Correct Answers: A), B), C), D)
Rationale: Autonomic dysreflexia is characterized by severe headache, sweating above the level of the injury, bradycardia, flushing of the skin above the injury site, and piloerection. Hypotension is not typically a sign of autonomic dysreflexia; instead, hypertension is more common.

500

A nurse is caring for a client who has a spinal cord injury at T-4. The nurse should recognize that the client is at risk for autonomic dysreflexia. Which of the following interventions should the nurse take to prevent autonomic dysreflexia?

A. Monitor for elevated blood pressure.

B. Provide analgesia for headaches.

C. Prevent bladder distention.

D. Elevate the client's head.

C. Prevent bladder distention.

500

The nurse practitioner is able to correlate a client's neurologic deficits with the location in the brain affected by ischemia or hemorrhage. For a client with a left hemispheric stroke, the nurse would expect to see:

A. Disorientation

B. Left visual field deficit.

C. Right-sided paralysis.

D. Impulsive behavior.

C. A left hemispheric stroke will cause right-sided weakness or paralysis. Because upper motor neurons decussate, a disturbance on one side of the body can cause damage on the opposite side of the brain. Refer to Box 47-2 in the text.

500

A nurse is reinforcing teaching to a client who has a spinal cord injury about sexual stimulation. Which of the following statements by the nurse should be included in the teaching?

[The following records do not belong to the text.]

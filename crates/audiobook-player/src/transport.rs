//! In-process PCM transport between the decoder session and the rendering pipeline.
//!
//! A single-producer/single-consumer byte stream with rendezvous semantics:
//! - [`Transport::open_writer`] blocks until a reader has attached (or the transport closes)
//! - writes block while the buffer is full and fail with `BrokenPipe` once the reader is gone
//! - reads block while the buffer is empty and return `Ok(0)` once the writer is gone and
//!   everything buffered has been drained
//!
//! [`Transport::close`] never blocks and wakes every waiter on both sides, so teardown does
//! not depend on which side happens to be parked.
//!
//! The stream carries interleaved stereo signed 16-bit little-endian PCM.

use std::collections::VecDeque;
use std::io::{self, Read, Write};
use std::sync::{Arc, Condvar, Mutex, MutexGuard, PoisonError};

use thiserror::Error;

/// Channel count carried by the transport.
pub const CHANNELS: usize = 2;
/// Bytes per interleaved frame (2 channels × s16).
pub const BYTES_PER_FRAME: usize = CHANNELS * 2;

#[derive(Debug, Error, PartialEq, Eq)]
pub enum TransportError {
    #[error("transport closed")]
    Closed,
    #[error("transport end already opened")]
    AlreadyOpen,
}

#[derive(Clone, Copy, Debug, PartialEq, Eq)]
enum End {
    Waiting,
    Open,
    Gone,
}

struct State {
    buf: VecDeque<u8>,
    reader: End,
    writer: End,
    closed: bool,
    abort: Option<String>,
    duration_ms: Option<u64>,
}

struct Inner {
    state: Mutex<State>,
    cv: Condvar,
    capacity: usize,
}

impl Inner {
    fn lock(&self) -> MutexGuard<'_, State> {
        self.state.lock().unwrap_or_else(PoisonError::into_inner)
    }

    fn wait<'a>(&self, g: MutexGuard<'a, State>) -> MutexGuard<'a, State> {
        self.cv.wait(g).unwrap_or_else(PoisonError::into_inner)
    }
}

/// Shared handle to one session's transport. Cheap to clone.
#[derive(Clone)]
pub struct Transport {
    inner: Arc<Inner>,
}

impl Transport {
    /// Create a transport buffering at most `capacity` bytes.
    pub fn new(capacity: usize) -> Self {
        Self {
            inner: Arc::new(Inner {
                state: Mutex::new(State {
                    buf: VecDeque::new(),
                    reader: End::Waiting,
                    writer: End::Waiting,
                    closed: false,
                    abort: None,
                    duration_ms: None,
                }),
                cv: Condvar::new(),
                capacity: capacity.max(BYTES_PER_FRAME),
            }),
        }
    }

    /// Attach the consumer end. Does not wait for the writer.
    pub fn open_reader(&self) -> Result<TransportReader, TransportError> {
        let mut g = self.inner.lock();
        if g.closed {
            return Err(TransportError::Closed);
        }
        if g.reader != End::Waiting {
            return Err(TransportError::AlreadyOpen);
        }
        g.reader = End::Open;
        drop(g);
        self.inner.cv.notify_all();
        Ok(TransportReader {
            inner: self.inner.clone(),
        })
    }

    /// Attach the producer end, blocking until a reader is attached.
    ///
    /// Returns [`TransportError::Closed`] if the transport is closed (or the reader left)
    /// before the rendezvous completes.
    pub fn open_writer(&self) -> Result<TransportWriter, TransportError> {
        let mut g = self.inner.lock();
        if g.writer != End::Waiting {
            return Err(TransportError::AlreadyOpen);
        }
        while g.reader == End::Waiting && !g.closed {
            g = self.inner.wait(g);
        }
        if g.closed || g.reader == End::Gone {
            return Err(TransportError::Closed);
        }
        g.writer = End::Open;
        drop(g);
        self.inner.cv.notify_all();
        Ok(TransportWriter {
            inner: self.inner.clone(),
        })
    }

    /// Close both ends and wake every waiter. Idempotent, never blocks.
    pub fn close(&self) {
        let mut g = self.inner.lock();
        g.closed = true;
        drop(g);
        self.inner.cv.notify_all();
    }

    pub fn is_closed(&self) -> bool {
        self.inner.lock().closed
    }

    /// Stream duration announced by the writer, if any.
    pub fn duration_ms(&self) -> Option<u64> {
        self.inner.lock().duration_ms
    }

    /// Bytes currently buffered (best-effort snapshot).
    pub fn buffered(&self) -> usize {
        self.inner.lock().buf.len()
    }

    pub fn capacity(&self) -> usize {
        self.inner.capacity
    }
}

/// Producer end. Dropping it signals end-of-stream to the reader.
pub struct TransportWriter {
    inner: Arc<Inner>,
}

impl TransportWriter {
    /// Publish the total stream duration so the reader side can answer duration queries.
    pub fn announce_duration(&self, duration_ms: Option<u64>) {
        self.inner.lock().duration_ms = duration_ms;
    }

    /// End the stream with an error; the reader sees it after draining buffered bytes.
    pub fn abort(self, reason: impl Into<String>) {
        let mut g = self.inner.lock();
        g.abort = Some(reason.into());
        drop(g);
        // Drop marks the writer gone and notifies.
    }
}

impl Write for TransportWriter {
    fn write(&mut self, data: &[u8]) -> io::Result<usize> {
        if data.is_empty() {
            return Ok(0);
        }
        let mut g = self.inner.lock();
        loop {
            if g.closed || g.reader == End::Gone {
                return Err(io::Error::new(
                    io::ErrorKind::BrokenPipe,
                    "transport reader disappeared",
                ));
            }
            if g.buf.len() < self.inner.capacity {
                break;
            }
            g = self.inner.wait(g);
        }
        let room = self.inner.capacity - g.buf.len();
        let n = room.min(data.len());
        g.buf.extend(&data[..n]);
        drop(g);
        self.inner.cv.notify_all();
        Ok(n)
    }

    fn flush(&mut self) -> io::Result<()> {
        Ok(())
    }
}

impl Drop for TransportWriter {
    fn drop(&mut self) {
        let mut g = self.inner.lock();
        g.writer = End::Gone;
        drop(g);
        self.inner.cv.notify_all();
    }
}

/// Consumer end. Dropping it makes pending and future writes fail with `BrokenPipe`.
pub struct TransportReader {
    inner: Arc<Inner>,
}

impl TransportReader {
    /// Stream duration announced by the writer, if any.
    pub fn duration_ms(&self) -> Option<u64> {
        self.inner.lock().duration_ms
    }
}

impl Read for TransportReader {
    fn read(&mut self, out: &mut [u8]) -> io::Result<usize> {
        if out.is_empty() {
            return Ok(0);
        }
        let mut g = self.inner.lock();
        while g.buf.is_empty() && !g.closed && g.writer != End::Gone {
            g = self.inner.wait(g);
        }
        if g.closed {
            return Ok(0);
        }
        if g.buf.is_empty() {
            // Writer gone and everything drained.
            return match g.abort.take() {
                Some(reason) => Err(io::Error::other(reason)),
                None => Ok(0),
            };
        }
        let n = out.len().min(g.buf.len());
        for (dst, src) in out.iter_mut().zip(g.buf.drain(..n)) {
            *dst = src;
        }
        drop(g);
        self.inner.cv.notify_all();
        Ok(n)
    }
}

impl Drop for TransportReader {
    fn drop(&mut self) {
        let mut g = self.inner.lock();
        g.reader = End::Gone;
        g.buf.clear();
        drop(g);
        self.inner.cv.notify_all();
    }
}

A. "You must experiment with your body to find out what stimulation is enjoyable after your injury."

B. "Clients who have a spinal cord injury are not aroused by touch around the groin area."

C. "You will not be able to have an intimate relationship with anyone after a spinal cord injury."

D. "You should not feel undesirable after your injury. You are still nice-looking."

A. "You must experiment with your body to find out what stimulation is enjoyable after your injury."

It is important for clients to identify what type of stimulation can cause sexual excitement following their injury.